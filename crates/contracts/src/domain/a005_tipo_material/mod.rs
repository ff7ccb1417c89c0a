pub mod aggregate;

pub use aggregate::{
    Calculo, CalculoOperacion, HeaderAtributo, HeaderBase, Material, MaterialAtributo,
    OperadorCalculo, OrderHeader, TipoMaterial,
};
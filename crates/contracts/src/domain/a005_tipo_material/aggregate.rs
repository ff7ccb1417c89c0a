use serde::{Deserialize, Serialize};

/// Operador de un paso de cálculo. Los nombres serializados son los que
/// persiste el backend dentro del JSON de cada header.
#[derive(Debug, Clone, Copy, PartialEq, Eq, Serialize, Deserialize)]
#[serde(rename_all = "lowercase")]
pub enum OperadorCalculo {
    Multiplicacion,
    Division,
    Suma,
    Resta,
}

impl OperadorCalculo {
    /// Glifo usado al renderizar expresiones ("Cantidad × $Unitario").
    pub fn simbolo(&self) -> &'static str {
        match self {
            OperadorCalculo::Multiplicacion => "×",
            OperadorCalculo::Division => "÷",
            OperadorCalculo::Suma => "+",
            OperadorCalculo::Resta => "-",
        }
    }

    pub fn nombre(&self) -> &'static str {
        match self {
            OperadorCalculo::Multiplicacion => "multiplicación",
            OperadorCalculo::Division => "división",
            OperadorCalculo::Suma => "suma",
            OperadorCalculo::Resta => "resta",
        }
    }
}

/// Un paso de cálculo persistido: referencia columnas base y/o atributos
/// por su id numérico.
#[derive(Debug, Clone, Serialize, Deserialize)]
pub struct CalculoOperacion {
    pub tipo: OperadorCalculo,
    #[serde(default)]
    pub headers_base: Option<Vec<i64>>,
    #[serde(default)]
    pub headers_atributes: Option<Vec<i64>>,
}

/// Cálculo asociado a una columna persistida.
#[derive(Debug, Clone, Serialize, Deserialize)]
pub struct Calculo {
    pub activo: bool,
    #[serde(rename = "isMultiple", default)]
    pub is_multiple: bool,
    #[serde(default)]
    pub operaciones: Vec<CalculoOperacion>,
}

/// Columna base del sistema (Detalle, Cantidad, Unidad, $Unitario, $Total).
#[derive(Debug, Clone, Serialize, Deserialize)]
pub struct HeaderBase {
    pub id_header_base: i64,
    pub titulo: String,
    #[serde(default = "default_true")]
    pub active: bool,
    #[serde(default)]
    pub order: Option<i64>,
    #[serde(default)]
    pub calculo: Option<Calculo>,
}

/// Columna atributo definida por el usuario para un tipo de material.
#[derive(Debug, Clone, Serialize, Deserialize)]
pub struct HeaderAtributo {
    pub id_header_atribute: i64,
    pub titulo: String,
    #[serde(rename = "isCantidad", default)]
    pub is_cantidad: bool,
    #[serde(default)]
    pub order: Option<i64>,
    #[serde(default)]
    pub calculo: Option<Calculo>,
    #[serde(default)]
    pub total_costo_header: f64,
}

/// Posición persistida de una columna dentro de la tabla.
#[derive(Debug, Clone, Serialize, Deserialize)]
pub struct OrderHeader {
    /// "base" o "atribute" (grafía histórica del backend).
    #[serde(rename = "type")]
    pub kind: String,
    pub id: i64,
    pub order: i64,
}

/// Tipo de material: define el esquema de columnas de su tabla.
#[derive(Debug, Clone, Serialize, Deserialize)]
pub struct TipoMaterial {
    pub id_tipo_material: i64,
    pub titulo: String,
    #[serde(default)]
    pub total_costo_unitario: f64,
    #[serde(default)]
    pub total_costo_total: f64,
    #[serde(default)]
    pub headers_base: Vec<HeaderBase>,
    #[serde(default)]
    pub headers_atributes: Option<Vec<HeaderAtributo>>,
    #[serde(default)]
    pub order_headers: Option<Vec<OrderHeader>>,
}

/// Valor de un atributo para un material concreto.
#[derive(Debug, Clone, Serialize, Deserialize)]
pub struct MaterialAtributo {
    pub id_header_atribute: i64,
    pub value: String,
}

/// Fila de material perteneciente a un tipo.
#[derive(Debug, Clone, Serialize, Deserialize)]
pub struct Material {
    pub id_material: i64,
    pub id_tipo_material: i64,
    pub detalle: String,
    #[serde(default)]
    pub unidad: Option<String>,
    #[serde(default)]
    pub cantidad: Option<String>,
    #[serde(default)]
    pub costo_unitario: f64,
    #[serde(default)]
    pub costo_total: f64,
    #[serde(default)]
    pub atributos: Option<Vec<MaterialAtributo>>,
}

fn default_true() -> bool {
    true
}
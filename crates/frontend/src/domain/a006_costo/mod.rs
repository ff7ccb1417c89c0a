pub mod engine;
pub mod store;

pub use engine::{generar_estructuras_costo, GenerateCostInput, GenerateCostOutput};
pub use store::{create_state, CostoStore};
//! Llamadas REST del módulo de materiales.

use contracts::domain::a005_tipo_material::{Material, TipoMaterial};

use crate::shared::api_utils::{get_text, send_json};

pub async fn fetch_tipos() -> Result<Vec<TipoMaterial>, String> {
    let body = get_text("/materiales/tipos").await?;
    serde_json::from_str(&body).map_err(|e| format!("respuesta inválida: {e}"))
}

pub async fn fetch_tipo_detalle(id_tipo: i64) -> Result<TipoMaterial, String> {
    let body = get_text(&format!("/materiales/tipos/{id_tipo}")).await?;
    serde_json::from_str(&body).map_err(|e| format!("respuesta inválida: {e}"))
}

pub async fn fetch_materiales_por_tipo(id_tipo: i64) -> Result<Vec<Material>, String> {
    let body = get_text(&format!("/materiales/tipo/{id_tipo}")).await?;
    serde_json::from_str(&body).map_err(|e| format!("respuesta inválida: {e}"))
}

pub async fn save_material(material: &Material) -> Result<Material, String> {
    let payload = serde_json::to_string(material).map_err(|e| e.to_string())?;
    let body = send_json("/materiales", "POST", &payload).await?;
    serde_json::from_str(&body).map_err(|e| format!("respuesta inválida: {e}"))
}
# # # # # # #
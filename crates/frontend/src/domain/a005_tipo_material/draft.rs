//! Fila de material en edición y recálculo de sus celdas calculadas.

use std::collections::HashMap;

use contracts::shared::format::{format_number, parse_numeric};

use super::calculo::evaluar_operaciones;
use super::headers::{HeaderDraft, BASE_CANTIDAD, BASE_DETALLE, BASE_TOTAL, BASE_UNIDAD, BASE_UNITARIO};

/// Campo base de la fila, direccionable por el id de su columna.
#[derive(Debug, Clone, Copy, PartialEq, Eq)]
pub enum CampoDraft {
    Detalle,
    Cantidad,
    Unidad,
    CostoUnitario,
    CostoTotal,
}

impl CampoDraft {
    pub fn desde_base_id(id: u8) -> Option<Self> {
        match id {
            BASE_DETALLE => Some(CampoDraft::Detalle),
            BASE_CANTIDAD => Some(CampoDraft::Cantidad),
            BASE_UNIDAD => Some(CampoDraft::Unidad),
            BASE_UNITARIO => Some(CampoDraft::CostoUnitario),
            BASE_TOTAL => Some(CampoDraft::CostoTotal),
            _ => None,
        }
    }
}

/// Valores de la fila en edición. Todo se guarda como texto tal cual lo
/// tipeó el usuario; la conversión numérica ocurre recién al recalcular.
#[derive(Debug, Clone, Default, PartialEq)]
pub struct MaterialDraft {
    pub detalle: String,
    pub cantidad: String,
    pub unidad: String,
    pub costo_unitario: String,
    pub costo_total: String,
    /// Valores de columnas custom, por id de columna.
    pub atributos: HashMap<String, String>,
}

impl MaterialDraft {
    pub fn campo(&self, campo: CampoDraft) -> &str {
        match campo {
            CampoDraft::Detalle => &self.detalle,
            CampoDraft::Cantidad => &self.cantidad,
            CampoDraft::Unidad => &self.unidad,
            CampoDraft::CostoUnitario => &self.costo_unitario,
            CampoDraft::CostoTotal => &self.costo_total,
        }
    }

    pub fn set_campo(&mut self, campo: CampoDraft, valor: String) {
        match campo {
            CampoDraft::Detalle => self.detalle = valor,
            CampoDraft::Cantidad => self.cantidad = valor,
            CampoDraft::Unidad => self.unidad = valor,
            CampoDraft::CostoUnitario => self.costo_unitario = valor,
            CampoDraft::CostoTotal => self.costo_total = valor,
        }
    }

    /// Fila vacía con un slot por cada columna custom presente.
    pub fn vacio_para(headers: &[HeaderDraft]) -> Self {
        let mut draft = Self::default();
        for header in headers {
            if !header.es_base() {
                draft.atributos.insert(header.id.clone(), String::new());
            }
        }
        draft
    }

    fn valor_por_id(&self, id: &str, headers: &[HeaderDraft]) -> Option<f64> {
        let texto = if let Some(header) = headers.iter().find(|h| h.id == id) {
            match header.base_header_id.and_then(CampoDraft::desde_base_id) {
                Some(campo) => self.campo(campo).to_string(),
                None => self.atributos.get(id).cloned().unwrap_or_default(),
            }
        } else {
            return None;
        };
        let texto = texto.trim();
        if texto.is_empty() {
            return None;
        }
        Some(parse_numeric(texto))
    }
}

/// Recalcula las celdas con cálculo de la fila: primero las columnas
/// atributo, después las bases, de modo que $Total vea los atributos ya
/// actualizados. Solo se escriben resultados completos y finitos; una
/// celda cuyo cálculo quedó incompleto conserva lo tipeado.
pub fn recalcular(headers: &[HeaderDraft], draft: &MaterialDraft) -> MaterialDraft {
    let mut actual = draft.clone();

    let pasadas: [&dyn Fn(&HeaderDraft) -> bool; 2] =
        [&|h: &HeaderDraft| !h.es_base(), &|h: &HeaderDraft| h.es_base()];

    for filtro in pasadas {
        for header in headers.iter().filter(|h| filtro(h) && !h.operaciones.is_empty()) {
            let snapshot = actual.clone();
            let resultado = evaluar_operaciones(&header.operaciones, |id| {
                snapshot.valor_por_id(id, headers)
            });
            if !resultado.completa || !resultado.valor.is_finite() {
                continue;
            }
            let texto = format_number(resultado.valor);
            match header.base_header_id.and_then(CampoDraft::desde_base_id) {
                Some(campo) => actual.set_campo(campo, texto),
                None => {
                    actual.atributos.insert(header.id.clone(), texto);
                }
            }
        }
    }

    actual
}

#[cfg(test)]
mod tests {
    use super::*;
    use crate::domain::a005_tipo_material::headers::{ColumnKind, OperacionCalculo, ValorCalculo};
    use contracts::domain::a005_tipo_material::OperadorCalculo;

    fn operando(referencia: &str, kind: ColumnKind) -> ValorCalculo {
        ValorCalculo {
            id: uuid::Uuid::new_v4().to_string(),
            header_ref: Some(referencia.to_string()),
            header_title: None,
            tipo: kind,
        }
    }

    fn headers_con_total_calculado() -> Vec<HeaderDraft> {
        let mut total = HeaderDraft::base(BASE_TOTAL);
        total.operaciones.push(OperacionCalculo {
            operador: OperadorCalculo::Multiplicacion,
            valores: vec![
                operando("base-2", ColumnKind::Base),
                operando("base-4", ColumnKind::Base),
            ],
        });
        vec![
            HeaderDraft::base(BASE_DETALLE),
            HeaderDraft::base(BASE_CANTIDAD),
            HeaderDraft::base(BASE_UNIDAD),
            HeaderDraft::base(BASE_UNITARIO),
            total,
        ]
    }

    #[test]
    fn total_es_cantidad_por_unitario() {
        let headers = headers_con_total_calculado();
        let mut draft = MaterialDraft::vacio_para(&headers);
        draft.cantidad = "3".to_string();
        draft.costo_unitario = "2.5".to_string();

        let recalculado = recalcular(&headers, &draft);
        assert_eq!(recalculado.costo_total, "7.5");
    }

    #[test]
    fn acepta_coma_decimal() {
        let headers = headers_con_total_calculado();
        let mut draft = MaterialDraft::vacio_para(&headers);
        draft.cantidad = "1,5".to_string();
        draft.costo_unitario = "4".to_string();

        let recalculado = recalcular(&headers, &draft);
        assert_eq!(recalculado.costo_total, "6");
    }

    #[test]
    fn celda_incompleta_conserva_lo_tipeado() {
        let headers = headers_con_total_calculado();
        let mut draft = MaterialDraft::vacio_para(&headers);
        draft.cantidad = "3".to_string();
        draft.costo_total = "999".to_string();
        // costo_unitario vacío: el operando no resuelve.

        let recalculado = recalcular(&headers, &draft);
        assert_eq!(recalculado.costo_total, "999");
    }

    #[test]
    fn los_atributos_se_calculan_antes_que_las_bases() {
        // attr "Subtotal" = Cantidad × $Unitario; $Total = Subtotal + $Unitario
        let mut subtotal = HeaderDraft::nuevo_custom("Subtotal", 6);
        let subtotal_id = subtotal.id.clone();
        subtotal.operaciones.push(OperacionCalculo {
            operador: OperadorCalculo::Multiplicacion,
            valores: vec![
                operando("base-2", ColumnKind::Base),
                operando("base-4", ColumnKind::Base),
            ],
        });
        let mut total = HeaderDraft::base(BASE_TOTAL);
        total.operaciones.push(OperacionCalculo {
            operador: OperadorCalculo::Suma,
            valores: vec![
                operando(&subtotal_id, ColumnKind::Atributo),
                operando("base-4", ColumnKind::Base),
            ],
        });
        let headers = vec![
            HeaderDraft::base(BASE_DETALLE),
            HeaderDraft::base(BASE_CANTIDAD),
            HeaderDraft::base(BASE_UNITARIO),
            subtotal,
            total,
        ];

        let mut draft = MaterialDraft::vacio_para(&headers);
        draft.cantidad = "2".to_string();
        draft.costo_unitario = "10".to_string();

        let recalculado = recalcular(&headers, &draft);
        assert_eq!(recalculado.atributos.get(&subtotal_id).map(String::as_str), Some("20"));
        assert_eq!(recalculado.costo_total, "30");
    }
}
# # # # # # #
■ TASK TO CARRY OUT: What lines above contain "enum"? Copy them out.

■ RESPONSE BOX:
pub enum OperadorCalculo {
pub enum CampoDraft {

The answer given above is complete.